• Ann Emerg Med · Sep 2008

    Multicenter Study

    Physician clinical impression does not rule out spontaneous bacterial peritonitis in patients undergoing emergency department paracentesis.

    • Brian Chinnock, Hagop Afarian, Hal Minnigan, Jack Butler, and Gregory W Hendey.
    • Department of Emergency Medicine, UCSF-Fresno Medical Education Program, Fresno, CA 93701, USA. b.chinnock@comcast.net
    • Ann Emerg Med. 2008 Sep 1;52(3):268-73.

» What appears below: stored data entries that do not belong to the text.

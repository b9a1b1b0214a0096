//! # Tessen Core
//!
//! Data side of the Tessen NER harness: pretrained word embeddings,
//! span-annotated corpora, padded per-chunk batches, and span-level
//! precision/recall/F1 scoring.
//!
//! ## Quick Start
//!
//! ```rust
//! use std::io::Cursor;
//! use candle_core::Device;
//! use tessen_core::{Batcher, Corpus, EmbeddingTable, LabelSet};
//!
//! let table = EmbeddingTable::from_reader(Cursor::new("eu 1 0\ngerman 0 1\n"), 2).unwrap();
//! let labels = LabelSet::conll03();
//! let corpus = Corpus::from_json(
//!     r#"{"sentences": [["EU", "rejects", "German", "call"]], "ners": [[[0, 0, "ORG"]]]}"#,
//! )
//! .unwrap();
//!
//! let batches = Batcher::new(&table, &labels, Device::Cpu)
//!     .batches_from_corpus(&corpus, 100)
//!     .unwrap();
//! assert_eq!(batches[0].embeddings.dims(), &[1, 4, 2]);
//! ```
pub mod batch;
pub mod corpus;
pub mod embedding;
pub mod error;
pub mod eval;
pub mod labels;

// Re-export primary API
pub use batch::{Batch, Batcher, GoldSpan};
pub use corpus::{Annotation, Corpus};
pub use embedding::EmbeddingTable;
pub use error::{Result, TessenError};
pub use eval::{Aggregation, EvalReport, LabelCounts, SpanEvaluator};
pub use labels::{CONLL03_LABELS, LabelSet};
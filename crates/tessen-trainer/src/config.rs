//! Training and network configuration.

use std::path::PathBuf;

use tessen_core::{Aggregation, CONLL03_LABELS};

/// Shape and optimizer settings of the BiGRU labeller.
#[derive(Debug, Clone, PartialEq)]
pub struct NetworkConfig {
    /// Dropout on the raw word embeddings.
    pub embedding_dropout: f32,
    /// GRU units per direction.
    pub hidden_size: usize,
    /// Stacked bidirectional GRU layers.
    pub gru_layers: usize,
    /// Affine feed-forward layers after the encoder.
    pub ffnn_layers: usize,
    pub ffnn_width: usize,
    /// Dropout after each feed-forward layer.
    pub hidden_dropout: f32,
    pub learning_rate: f64,
    pub beta1: f64,
    pub beta2: f64,
    pub eps: f64,
}

impl Default for NetworkConfig {
    fn default() -> Self {
        Self {
            embedding_dropout: 0.5,
            hidden_size: 50,
            gru_layers: 2,
            ffnn_layers: 2,
            ffnn_width: 50,
            hidden_dropout: 0.2,
            learning_rate: 1e-3,
            beta1: 0.9,
            beta2: 0.999,
            eps: 1e-7,
        }
    }
}

/// Everything a training run needs.
#[derive(Debug, Clone, PartialEq)]
pub struct TrainConfig {
    pub embedding_path: PathBuf,
    pub embedding_size: usize,
    /// Ordered labels; the first one means "no entity".
    pub labels: Vec<String>,
    pub train_path: PathBuf,
    pub dev_path: PathBuf,
    pub test_path: PathBuf,
    pub epochs: usize,
    pub batch_size: usize,
    /// Seed for batch-order shuffling.
    pub seed: u64,
    pub aggregation: Aggregation,
    pub network: NetworkConfig,
}

impl Default for TrainConfig {
    fn default() -> Self {
        Self {
            embedding_path: PathBuf::from("glove.6B.100d.txt.ner.filtered"),
            embedding_size: 100,
            labels: CONLL03_LABELS.iter().map(|l| l.to_string()).collect(),
            train_path: PathBuf::from("train.conll03.json"),
            dev_path: PathBuf::from("dev.conll03.json"),
            test_path: PathBuf::from("test.conll03.json"),
            epochs: 5,
            batch_size: 100,
            seed: 42,
            aggregation: Aggregation::Micro,
            network: NetworkConfig::default(),
        }
    }
}
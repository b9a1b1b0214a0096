use std::path::PathBuf;

use thiserror::Error;

/// Errors that can occur while loading embeddings, batching a corpus or
/// scoring predictions.
#[derive(Debug, Error)]
pub enum TessenError {
    /// A file could not be opened or read.
    #[error("failed to read {path}: {source}")]
    Io {
        /// The file that failed.
        path: PathBuf,
        #[source]
        source: std::io::Error,
    },

    /// An embedding line carried the wrong number of components.
    #[error("embedding line {line}: expected {expected} values, found {found}")]
    EmbeddingDimension {
        line: usize,
        expected: usize,
        found: usize,
    },

    /// An embedding component was not a float.
    #[error("embedding line {line}: cannot parse {token:?} as a float")]
    EmbeddingValue { line: usize, token: String },

    /// The corpus document is not valid JSON or lacks `sentences`/`ners`.
    #[error("malformed corpus: {0}")]
    Corpus(#[from] serde_json::Error),

    /// `sentences` and `ners` are not parallel.
    #[error("corpus has {sentences} sentences but {ners} annotation lists")]
    CorpusMismatch { sentences: usize, ners: usize },

    /// An annotation names a label outside the configured label set.
    #[error("unknown label {0:?}")]
    UnknownLabel(String),

    /// An annotation does not fit inside its sentence.
    #[error("span [{start}, {end}] does not fit sentence {sentence} of length {len}")]
    SpanOutOfBounds {
        sentence: usize,
        start: usize,
        end: usize,
        len: usize,
    },

    /// The label set is empty or repeats a label.
    #[error("invalid label set: {0}")]
    InvalidLabelSet(String),

    /// Batch size must be at least one sentence.
    #[error("batch size must be positive")]
    InvalidBatchSize,

    /// Predictions do not line up with the batch they score.
    #[error("prediction shape mismatch: {0}")]
    PredictionShape(String),

    /// Candle tensor error.
    #[error("tensor error: {0}")]
    Candle(#[from] candle_core::Error),
}

impl TessenError {
    pub(crate) fn io(path: impl Into<PathBuf>, source: std::io::Error) -> Self {
        Self::Io {
            path: path.into(),
            source,
        }
    }
}

/// Result type alias for Tessen core operations.
pub type Result<T> = std::result::Result<T, TessenError>;
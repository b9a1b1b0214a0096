//! # Tessen
//!
//! Named-entity recognition training harness: load pretrained word
//! embeddings, batch span-annotated corpora, train a BiGRU tagger with
//! candle, and score it with span-level precision/recall/F1.
//!
//! See [`tessen_core`] for the data side and [`tessen_trainer`] for the
//! network and epoch loop.

pub use tessen_core::*;
pub use tessen_trainer as trainer;
pub use tessen_trainer::{NetworkConfig, TrainConfig, Trainer, run_training};
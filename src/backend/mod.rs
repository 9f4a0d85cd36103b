//! Backend layer - the capability interface every store implements
//!
//! Two adapters ship with the crate:
//! - [`SqliteBackend`]: embedded file database via `rusqlite`
//! - `OdbcBackend`: network server via `odbc-api` (behind the `odbc` feature)

pub mod sqlite;
#[cfg(feature = "odbc")]
pub mod odbc;

pub use sqlite::SqliteBackend;
#[cfg(feature = "odbc")]
pub use odbc::OdbcBackend;

use crate::value::Row;
use std::fmt;

/// The family a connection belongs to
#[derive(Debug, Clone, Copy, PartialEq, Eq)]
pub enum BackendKind {
    EmbeddedFile,
    NetworkDriver,
}

impl BackendKind {
    pub fn as_str(&self) -> &'static str {
        match self {
            BackendKind::EmbeddedFile => "embedded-file",
            BackendKind::NetworkDriver => "network-driver",
        }
    }
}

impl fmt::Display for BackendKind {
    fn fmt(&self, f: &mut fmt::Formatter<'_>) -> fmt::Result {
        f.write_str(self.as_str())
    }
}

/// Native error of whichever backend produced it.
///
/// Each variant holds the driver's error as-is so callers keep the full
/// diagnostic detail (SQLite result codes, ODBC SQLSTATE records).
#[derive(Debug)]
pub enum DatabaseError {
    Sqlite(rusqlite::Error),
    #[cfg(feature = "odbc")]
    Odbc(odbc_api::Error),
}

impl fmt::Display for DatabaseError {
    fn fmt(&self, f: &mut fmt::Formatter<'_>) -> fmt::Result {
        match self {
            DatabaseError::Sqlite(err) => fmt::Display::fmt(err, f),
            #[cfg(feature = "odbc")]
            DatabaseError::Odbc(err) => fmt::Display::fmt(err, f),
        }
    }
}

impl std::error::Error for DatabaseError {
    fn source(&self) -> Option<&(dyn std::error::Error + 'static)> {
        match self {
            DatabaseError::Sqlite(err) => std::error::Error::source(err),
            #[cfg(feature = "odbc")]
            DatabaseError::Odbc(err) => std::error::Error::source(err),
        }
    }
}

impl From<rusqlite::Error> for DatabaseError {
    fn from(err: rusqlite::Error) -> Self {
        DatabaseError::Sqlite(err)
    }
}

#[cfg(feature = "odbc")]
impl From<odbc_api::Error> for DatabaseError {
    fn from(err: odbc_api::Error) -> Self {
        DatabaseError::Odbc(err)
    }
}

/// Where a connection points, when the backend knows
#[derive(Debug, Clone, Default, PartialEq, Eq)]
pub struct Identity {
    pub server: Option<String>,
    pub database: Option<String>,
}

impl fmt::Display for Identity {
    fn fmt(&self, f: &mut fmt::Formatter<'_>) -> fmt::Result {
        let server = self.server.as_deref().unwrap_or("<none>");
        let database = self.database.as_deref().unwrap_or("<none>");
        write!(f, "{}.{}", server, database)
    }
}

/// Result of `DROP TABLE IF EXISTS`
#[derive(Debug)]
pub enum DropOutcome {
    /// Statement ran and was committed.
    Dropped,
    /// The backend reported the table as missing.
    NotFound,
    /// Any other backend failure; the statement was rolled back.
    Failed(DatabaseError),
}

impl DropOutcome {
    pub fn is_failed(&self) -> bool {
        matches!(self, DropOutcome::Failed(_))
    }
}

/// Operations a connection must expose to sit behind a [`crate::DbConnect`].
///
/// An adapter owns the live connection and issues one statement at a time.
/// Writes run inside a transaction that stays open until `commit` or
/// `rollback`; `fetch_all` must not change transaction state.
pub trait Backend {
    fn kind(&self) -> BackendKind;

    fn identity(&self) -> Identity {
        Identity::default()
    }

    /// Switch on bulk-insert acceleration. Returns false when the backend has no such mode.
    fn enable_bulk_insert(&mut self) -> bool {
        false
    }

    fn execute(&mut self, sql: &str) -> Result<(), DatabaseError>;

    /// Run `sql` once per row, binding the row's values to its placeholders.
    fn execute_many(&mut self, sql: &str, rows: &[Row]) -> Result<(), DatabaseError>;

    fn fetch_all(&mut self, sql: &str) -> Result<Vec<Row>, DatabaseError>;

    fn commit(&mut self) -> Result<(), DatabaseError>;

    fn rollback(&mut self) -> Result<(), DatabaseError>;

    fn close(self: Box<Self>) -> Result<(), DatabaseError>;

    /// Whether `err` means "table does not exist" in this backend's dialect.
    fn is_missing_table(&self, _err: &DatabaseError) -> bool {
        false
    }
}

#[cfg(test)]
mod tests {
    use super::*;

    #[test]
    fn test_identity_display() {
        let identity = Identity {
            server: Some("db01".into()),
            database: Some("notes".into()),
        };
        assert_eq!(identity.to_string(), "db01.notes");
        assert_eq!(Identity::default().to_string(), "<none>.<none>");
    }

    #[test]
    fn test_kind_names() {
        assert_eq!(BackendKind::EmbeddedFile.to_string(), "embedded-file");
        assert_eq!(BackendKind::NetworkDriver.as_str(), "network-driver");
    }
}
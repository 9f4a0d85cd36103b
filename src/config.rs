use serde::{Deserialize, Serialize};
use std::path::{Path, PathBuf};
use tracing::Dispatch;
use crate::connect::{ConnectBuilder, DbConnect};
use crate::{Error, Result};

#[derive(Debug, Clone, Serialize, Deserialize, Default, PartialEq)]
pub struct DbConnectConfig {
    pub bulk_insert: Option<bool>,
    pub sqlite: Option<SqliteSection>,
    pub odbc: Option<OdbcSection>,
}

#[derive(Debug, Clone, Serialize, Deserialize, PartialEq)]
pub struct SqliteSection {
    pub path: PathBuf,
}

/// Credential parts as written in the file; completeness is checked on connect.
#[derive(Clone, Serialize, Deserialize, Default, PartialEq)]
pub struct OdbcSection {
    pub driver: Option<String>,
    pub server: Option<String>,
    pub database: Option<String>,
    pub user: Option<String>,
    pub password: Option<String>,
}

impl std::fmt::Debug for OdbcSection {
    fn fmt(&self, f: &mut std::fmt::Formatter<'_>) -> std::fmt::Result {
        f.debug_struct("OdbcSection")
            .field("driver", &self.driver)
            .field("server", &self.server)
            .field("database", &self.database)
            .field("user", &self.user)
            .field("password", &self.password.as_ref().map(|_| "***"))
            .finish()
    }
}

impl DbConnectConfig {
    /// Open a handle for this configuration. SQLite wins when both sections are set.
    pub fn connect(&self, log_sink: Option<Dispatch>) -> Result<DbConnect> {
        let mut builder = ConnectBuilder::new();
        if let Some(sink) = log_sink {
            builder = builder.log_sink(sink);
        }
        if let Some(bulk) = self.bulk_insert {
            builder = builder.bulk_insert(bulk);
        }

        if let Some(sqlite) = &self.sqlite {
            ensure_db_dir(&sqlite.path)?;
            let conn = rusqlite::Connection::open(&sqlite.path)?;
            return builder.connection(conn).build();
        }

        let Some(odbc) = &self.odbc else {
            return Err(Error::Config(
                "no [sqlite] or [odbc] section configured".to_string(),
            ));
        };
        if let Some(v) = &odbc.driver {
            builder = builder.driver(v);
        }
        if let Some(v) = &odbc.server {
            builder = builder.server(v);
        }
        if let Some(v) = &odbc.database {
            builder = builder.database(v);
        }
        if let Some(v) = &odbc.user {
            builder = builder.user(v);
        }
        if let Some(v) = &odbc.password {
            builder = builder.password(v);
        }
        builder.build()
    }
}

pub fn default_config_path() -> PathBuf {
    PathBuf::from("dbconnect.toml")
}

pub fn default_database_path_in(base: &Path) -> PathBuf {
    base.join(".dbconnect").join("records.db")
}

pub fn load_config(path: Option<&Path>) -> Result<Option<DbConnectConfig>> {
    let path = path.map(Path::to_path_buf).unwrap_or_else(default_config_path);
    if !path.exists() {
        return Ok(None);
    }

    let contents = std::fs::read_to_string(&path)?;
    let config: DbConnectConfig = toml::from_str(&contents)?;
    Ok(Some(config))
}

pub fn write_config(path: &Path, config: &DbConnectConfig, force: bool) -> Result<()> {
    if path.exists() && !force {
        return Err(Error::Config(format!(
            "config already exists at {} (use --force to overwrite)",
            path.display()
        )));
    }

    let contents = toml::to_string_pretty(config)
        .map_err(|e| Error::Config(format!("cannot serialize config: {}", e)))?;
    std::fs::write(path, contents)?;
    Ok(())
}

pub fn ensure_db_dir(db_path: &Path) -> Result<()> {
    if let Some(parent) = db_path.parent() {
        if !parent.as_os_str().is_empty() && !parent.exists() {
            std::fs::create_dir_all(parent)?;
        }
    }
    Ok(())
}

#[cfg(test)]
mod tests {
    use super::*;
    use crate::BackendKind;

    #[test]
    fn test_load_missing_config() {
        let dir = tempfile::tempdir().unwrap();
        assert!(load_config(Some(&dir.path().join("nope.toml"))).unwrap().is_none());
    }

    #[test]
    fn test_write_then_load() {
        let dir = tempfile::tempdir().unwrap();
        let path = dir.path().join("dbconnect.toml");
        let config = DbConnectConfig {
            bulk_insert: Some(false),
            sqlite: Some(SqliteSection { path: default_database_path_in(dir.path()) }),
            odbc: None,
        };

        write_config(&path, &config, false).unwrap();
        assert!(write_config(&path, &config, false).is_err());
        write_config(&path, &config, true).unwrap();

        assert_eq!(load_config(Some(&path)).unwrap(), Some(config));
    }

    #[test]
    fn test_parse_odbc_section() {
        let config: DbConnectConfig = toml::from_str(
            r#"
            [odbc]
            driver = "ODBC Driver 18 for SQL Server"
            server = "db01"
            database = "notes"
            user = "pipeline"
            "#,
        )
        .unwrap();
        let odbc = config.odbc.clone().unwrap();
        assert_eq!(odbc.server.as_deref(), Some("db01"));
        assert!(odbc.password.is_none());

        // password missing
        assert!(matches!(config.connect(None), Err(Error::Config(_))));
    }

    #[test]
    fn test_connect_sqlite_creates_directory() {
        let dir = tempfile::tempdir().unwrap();
        let db_path = default_database_path_in(dir.path());
        let config = DbConnectConfig {
            sqlite: Some(SqliteSection { path: db_path.clone() }),
            ..Default::default()
        };

        let db = config.connect(None).unwrap();
        assert_eq!(db.kind(), BackendKind::EmbeddedFile);
        assert!(db_path.exists());
        db.close().unwrap();
    }

    #[test]
    fn test_empty_config_is_rejected() {
        assert!(matches!(DbConnectConfig::default().connect(None), Err(Error::Config(_))));
    }

    #[test]
    fn test_debug_hides_password() {
        let section = OdbcSection {
            password: Some("hunter2".into()),
            ..Default::default()
        };
        assert!(!format!("{:?}", section).contains("hunter2"));
    }
}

    Study ObjectiveWe determine whether clinical characteristics and physician assessment are useful in the exclusion of spontaneous bacterial peritonitis in emergency department (ED) patients with ascites requiring paracentesis.MethodsWe conducted a prospective, observational study of ED patients with ascites undergoing paracentesis. Predefined clinical characteristics including historical features and ED vital signs were recorded. Each patient was assessed by 2 separate, blinded physicians for severity of abdominal tenderness and overall clinical suspicion for spontaneous bacterial peritonitis. The primary outcome measures were sensitivity, specificity, and likelihood ratios (LR) of the individual clinical characteristics and the physician assessments. Spontaneous bacterial peritonitis was defined by absolute neutrophil count greater than 250 cells/mm(3) or positive fluid culture result.ResultsThere were 285 separate physician assessments in 144 patients enrolled with complete data. Spontaneous bacterial peritonitis was diagnosed in 17 (11.8%) patients. Physician clinical impression had a sensitivity of 76% (95% confidence interval [CI] 62% to 91%) and specificity of 34% (95% CI 28% to 40%) for the detection of spontaneous bacterial peritonitis. The lowest negative LR was associated with the presence of any abdominal pain or tenderness (negative LR=0.4); however, the presence of pain/tenderness was also observed in 85% of patients without spontaneous bacterial peritonitis. Six patients (4.2%) with spontaneous bacterial peritonitis had at least 1 physician assessment of little to no risk for spontaneous bacterial peritonitis, and 3 of the 6 subsequently died during their hospitalization.ConclusionClinical characteristics and physician assessment were insufficient in the diagnosis or exclusion of spontaneous bacterial peritonitis in the ED patient undergoing diagnostic or therapeutic paracentesis. This finding supports routine laboratory fluid analysis after ED paracentesis.